The delightful Jim Groom teamed up with Lauren Heywood and Daniel to bring to life the “Back to the Future of the Web” installation/exhibition. Mia shared the Networked Narratives story (#NetNarr) – a 3+ year digitalstorytelling project highlighting connected learning on the open web (co-developed and facilitated with Alan Levine). In addition, Catherine Cronin, Maha Bali (who participated virtually) and Mia also shared their work on the development of Equity Unbound (#unboundeq) – another open learning network dedicated to intercultural learning, equity and digital literacies. Wendy Liu talked about building a critical radical understanding of the Open Web, Doug Taylor presented on the potential of Wikimedia projects for education and both Anne-Marie Scott and Tony Hirst discussed with Jim Groom the future of Open Web infrastructure.

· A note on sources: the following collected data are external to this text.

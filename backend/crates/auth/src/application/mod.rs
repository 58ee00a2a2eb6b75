//! Application Layer
//!
//! Use cases and application services.

pub mod admin;
pub mod config;
pub mod gate;
pub mod hasher;
pub mod identity_store;
pub mod login;
pub mod refresh;
pub mod register;
pub mod token;

use crate::domain::entity::User;

// Re-exports
pub use admin::AdminUseCase;
pub use config::AuthConfig;
pub use gate::{AuthorizationGate, require_role};
pub use hasher::CredentialHasher;
pub use identity_store::{IdentityStore, Registration};
pub use login::{LoginInput, LoginUseCase};
pub use refresh::RefreshUseCase;
pub use register::RegisterUseCase;
pub use token::{TokenClaims, TokenKind, TokenPair, TokenService};

/// Outcome of register, login and refresh
#[derive(Debug)]
pub struct SignedIn {
    pub tokens: TokenPair,
    pub user: User,
}
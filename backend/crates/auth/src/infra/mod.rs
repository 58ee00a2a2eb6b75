//! Infrastructure Layer
//!
//! Storage backends and the router that picks between them.

#[cfg(test)]
pub mod memory;
pub mod mongo;
pub mod postgres;
pub mod router;

pub use mongo::MongoIdentityBackend;
pub use postgres::PgIdentityBackend;
pub use router::{BackendStatus, RouterStatus, StorageRouter};

/// Production wiring: Postgres first, MongoDB as fallback
pub type IdentityRouter = StorageRouter<PgIdentityBackend, MongoIdentityBackend>;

And these are just a few of the fantastic contributions that participants made to the event (you can check abstracts and further details on this SPLOT (yes, it was a SPLOT-powered conference!): https://conf.owlteh.org/contributions/
A lasting energy resulted from this gathering which became the early spark for our #OER20 collaboration. And so we are thrilled to be chairing this year’s #OER conference because we know that this community of educators, researchers, technologists, scholars, thinkers, artists, makers, and practitioners is special. We also know that the conference last year in Galway was a touchstone moment for both criticality and hope when thinking about the future of open education. And so we have set out to design a thematic for this year that took what emerged from #OER19 into close consideration. We listened, we reflected, and we thought deeply together over the course of this past summer. We sought to discover the “just right” lens to further our collective inquiry when thinking about what is at stake for open education at this time. The lens that emerged for us has been the idea of care in relation to open educational practices, learning technologies and, more broadly, education at large.
Covering issues of privilege, equity, precarity, power relations and public interest, #OER20 will put the spotlight on both the value and limitations of care in Open Education. Care might seem at first glance a “soft” term, one we all may associate with nurturing and nourishment, kindness and consideration. And these associations with care are worthwhile. But we hope to dig deeper, and lend this term a kind of rigor not previously considered in depth. The ultimate goal of caring dispositions, activities and practices is to bring about well-being; to have an impact on our world that enables us “to live as well as possible” (Fisher & Trento 1990). Open educational and scholarly practices can be framed as a form of care, when challenging models that prioritise individual gains or profit over the well-being of communities (Deville et al. 2018). But in the age of data surveillance and significant risk on the open web, how can we map out and give visibility to the critical components of care practices? How can we build sustainable communities, participatory practices, and civic engagement for the public good and a healthier democracy?
We hope you have recognized talent of the brilliant Bryan Mathers in our #OER20 imagery at the top of this post. The #OER20 soup is just a little teaser to wet your appetite for things to come. Soup is nourishing. It can fortify the body and soul. But soup has also been commodified, mass produced and distributed. Andy Warhol famously appropriated the can of soup from mass media, questioning (and perhaps believing in) the scale up of consumer culture. We see similar tensions when thinking about care in openness and education. What are your thoughts about care in relation to openness, technology and education? What role does care play in your own working days? We hope to gather all the key ingredients that can help blend open education and caring pedagogies. So tell us, what is your special recipe?